I would say that, particularly, we've had customers of ours that have run ancient versions of Carousel, like circa two thousand fourteen. We're talking ten years. And even after all of our end of life announcements and warnings, they didn't even know how to access the system. And it wasn't until, you know, Microsoft changed authentication for exchange calendars, which is what they were kind of using, that the value started to diminish, like that change, that broke, and now the screens weren't getting updated.
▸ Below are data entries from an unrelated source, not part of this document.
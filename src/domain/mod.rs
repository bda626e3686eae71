//! Domain aggregates exposed by the booking service layer.

pub mod appointment;
pub mod booking;
pub mod catalog;
pub mod plan;
pub mod types;
pub mod user;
That's when people kind of realized that there was a kind of a problem, which you could take it as a double edged sword, but we're talking people that had less logins of years in some cases, but the power of dynamic content is even when, you know, whoever managed it left, that screen was still operational, still automatic, and the extended really extended the life cycle of that signage system. So I would just say that when you're thinking about implementing signage, a good mix of fresh content that's dynamic will really, extend the life and then, of course, reduce the work needed for your, content creators.
Best practice number four is kinda using the best hardware. Now we won't be talking about like screens and panels. Right? There's a that's a whole another conversation.
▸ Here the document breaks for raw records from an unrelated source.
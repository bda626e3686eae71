use barbershop_booking::PLANS_SNAPSHOT_KEY;
use barbershop_booking::domain::plan::{NewPlan, ServiceType, UpdatePlan};
use barbershop_booking::domain::types::{Money, PlanId};
use barbershop_booking::forms::plans::PlanForm;
use barbershop_booking::repository::{DieselRepository, SnapshotReader};
use barbershop_booking::services::plans::PlanCatalogStore;

mod common;

fn test_plan() -> NewPlan {
    NewPlan::try_from(PlanForm {
        name: "Plano Teste".to_string(),
        price: 50.0,
        original_price: 100.0,
        description: "Plano de teste".to_string(),
        features: "2 cortes\nBarba".to_string(),
        services_count: Some(2),
        service_type: ServiceType::CutsAndBeard,
        popular: false,
        active: true,
    })
    .unwrap()
}

fn ids(plans: &[barbershop_booking::domain::plan::Plan]) -> Vec<PlanId> {
    plans.iter().map(|plan| plan.id.clone()).collect()
}

#[test]
fn test_seed_catalog_pricing() {
    let test_db = common::TestDb::new("test_seed_catalog_pricing.db");
    let store = PlanCatalogStore::load(DieselRepository::new(test_db.pool())).unwrap();

    let basic = store
        .plans()
        .iter()
        .find(|plan| plan.name == "Plano Básico")
        .unwrap();
    assert_eq!(basic.price, Money::from_cents(8000));
    assert_eq!(basic.original_price, Money::from_cents(10000));
    assert_eq!(basic.savings(), Money::from_cents(2000));
    assert_eq!(basic.savings_percent(), 20);
}

#[test]
fn test_add_then_remove_restores_catalog() {
    let test_db = common::TestDb::new("test_add_then_remove_restores_catalog.db");
    let repo = DieselRepository::new(test_db.pool());
    let mut store = PlanCatalogStore::load(repo.clone()).unwrap();
    let before = ids(store.plans());

    let plan = store.add(test_plan()).unwrap();
    assert_eq!(plan.features, vec!["2 cortes", "Barba"]);
    assert!(store.remove(&plan.id).unwrap());

    assert_eq!(ids(store.plans()), before);
    let reloaded = PlanCatalogStore::load(repo).unwrap();
    assert_eq!(ids(reloaded.plans()), before);
}

#[test]
fn test_mutations_survive_reload() {
    let test_db = common::TestDb::new("test_mutations_survive_reload.db");
    let repo = DieselRepository::new(test_db.pool());
    let mut store = PlanCatalogStore::load(repo.clone()).unwrap();

    let added = store.add(test_plan()).unwrap();
    let premium = PlanId::new("premium").unwrap();
    store
        .update(
            &premium,
            UpdatePlan {
                price: Some(Money::from_cents(13000)),
                ..Default::default()
            },
        )
        .unwrap();
    store.toggle_active(&added.id).unwrap();

    let reloaded = PlanCatalogStore::load(repo).unwrap();
    assert_eq!(reloaded.plans(), store.plans());
    assert_eq!(
        reloaded.get(&premium).unwrap().price,
        Money::from_cents(13000)
    );
    assert!(!reloaded.get(&added.id).unwrap().active);
}

#[test]
fn test_unknown_id_leaves_snapshot_untouched() {
    let test_db = common::TestDb::new("test_unknown_id_leaves_snapshot_untouched.db");
    let repo = DieselRepository::new(test_db.pool());
    let mut store = PlanCatalogStore::load(repo.clone()).unwrap();
    store.add(test_plan()).unwrap();
    let before = repo.load_snapshot(PLANS_SNAPSHOT_KEY).unwrap();

    let missing = PlanId::new("nonexistent").unwrap();
    assert!(
        !store
            .update(
                &missing,
                UpdatePlan {
                    name: Some("X".to_string()),
                    ..Default::default()
                }
            )
            .unwrap()
    );
    assert!(!store.toggle_active(&missing).unwrap());
    assert!(!store.remove(&missing).unwrap());

    assert_eq!(repo.load_snapshot(PLANS_SNAPSHOT_KEY).unwrap(), before);
}

#[test]
fn test_snapshot_layout_uses_front_end_field_names() {
    let test_db = common::TestDb::new("test_snapshot_layout_uses_front_end_field_names.db");
    let repo = DieselRepository::new(test_db.pool());
    let mut store = PlanCatalogStore::load(repo.clone()).unwrap();
    store.toggle_active(&PlanId::new("basic").unwrap()).unwrap();

    let raw = repo.load_snapshot(PLANS_SNAPSHOT_KEY).unwrap().unwrap();
    let json: serde_json::Value = serde_json::from_str(&raw).unwrap();
    let first = &json[0];

    assert_eq!(first["id"], "basic");
    assert_eq!(first["price"], 80.0);
    assert_eq!(first["originalPrice"], 100.0);
    assert_eq!(first["servicesCount"], 4);
    assert_eq!(first["serviceType"], "cortes");
    assert_eq!(first["active"], false);
}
Right? We have a lot of resellers and partners and organizations that kinda have that kinda lockdown. Luckily, nowadays, you really just need an HDMI connection and you're good to go. We're gonna be talking mostly about the media players that are actually running that software.
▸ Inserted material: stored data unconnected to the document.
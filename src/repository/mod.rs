//! Snapshot persistence used by the plan and session stores.
//!
//! A snapshot is one JSON document stored under a fixed key. Writers always
//! replace the whole document; there is no append log and no versioning.

use crate::db::{DbConnection, DbPool, get_connection};
use crate::repository::errors::RepositoryResult;

pub mod errors;
pub mod memory;
#[cfg(feature = "test-mocks")]
pub mod mock;
pub mod snapshot;

pub use memory::InMemoryRepository;

pub trait SnapshotReader {
    /// Returns the raw JSON stored under `key`, if any.
    fn load_snapshot(&self, key: &str) -> RepositoryResult<Option<String>>;
}

pub trait SnapshotWriter {
    /// Overwrites the document stored under `key`.
    fn save_snapshot(&self, key: &str, value: &str) -> RepositoryResult<()>;
    fn delete_snapshot(&self, key: &str) -> RepositoryResult<()>;
}

/// Diesel-backed repository storing snapshots in sqlite.
#[derive(Clone)]
pub struct DieselRepository {
    pool: DbPool,
}

impl DieselRepository {
    pub fn new(pool: DbPool) -> Self {
        Self { pool }
    }

    fn conn(&self) -> RepositoryResult<DbConnection> {
        Ok(get_connection(&self.pool)?)
    }
}
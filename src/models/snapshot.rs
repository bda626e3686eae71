use chrono::NaiveDateTime;
use diesel::prelude::*;

#[derive(Debug, Clone, Queryable, Selectable)]
#[diesel(table_name = crate::schema::snapshots)]
/// Stored JSON document for one snapshot key.
pub struct Snapshot {
    pub key: String,
    pub value: String,
    pub updated_at: NaiveDateTime,
}

#[derive(Insertable)]
#[diesel(table_name = crate::schema::snapshots)]
/// Insertable form of [`Snapshot`].
pub struct NewSnapshot<'a> {
    pub key: &'a str,
    pub value: &'a str,
    pub updated_at: NaiveDateTime,
}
Right? And that isn't one size fit all.
Unlike, you know, ten years ago, right?
We do have a lot more choices available to us now when it comes to devices that can play signage. So picking the right one out of that list is, pretty important.
Now the devices I've listed here are just ones that Carousel Cloud supports, just not to confuse anyone who is looking at or uses Carousel. Obviously, there are more options available in this space. Right? But this is just kind of what we what we support.
I would say that like back in the day, the only option was Windows devices, right? And there's nothing wrong with using Windows as a digital signage platform. I think we've all seen images or real life examples of a Windows desktop or update notification in place of where your message should be. Right?
The problem isn't that Windows is bad for signage. The problem is that it isn't probably wasn't the best fit for that client. Right? Windows device, for example, may be appropriate for a client who has standardized Windows images.
They're really familiar with that OS. They have a deep understanding of device policies and manage Windows devices at scale, but it might not be the best fit for an IT team that's Apple centric or a small to medium business that isn't familiar with those sort of management policies, right? And I think that's where we end up seeing more of those situations.
For any IT professionals that are on the call, you might have, I mean, you do have a lot of leverage to dictate what hardware you want on your network and if you're familiar with those devices, the added work of a digital signage system kind of becomes minimal for you. So a sustainable approach, you know, to device management for the IT team is important to ensure the devices are updated, working and running digital signage, which is very important to help avoid those digital signage failures we've kinda seen in the wild. Right? So I'm just gonna take, you know, two examples that we at Carousel like kinda love and see the most, Right? By by no means am I kinda pitching these to you, but I kinda wanna show you how these two fit in different scenarios and what those outcomes are and kinda what I'm considering when we're talking to organizations for what hardware they should use. Right?
So to respect our time, we'll just do these two, right? And then here's some management load for IT and some practical examples of their uses. First, wanna talk about Apple devices, specifically Apple TV.
Has really like lowered the cost floor for organizations wanting a powerful device that they can still manage, lock down and still allow screen sharing in the conference room setting. There's a lot to love about the hardware, but if an organization doesn't already have experience using Apple devices or they don't already use an MDM like Jamf, like it might not be the right fit. On the flip side, if an organization already has these devices and they manage iOS and they manage macOS already, then the IT team will start with a much higher level of confidence hearing that this is what's gonna be powering their signage, right?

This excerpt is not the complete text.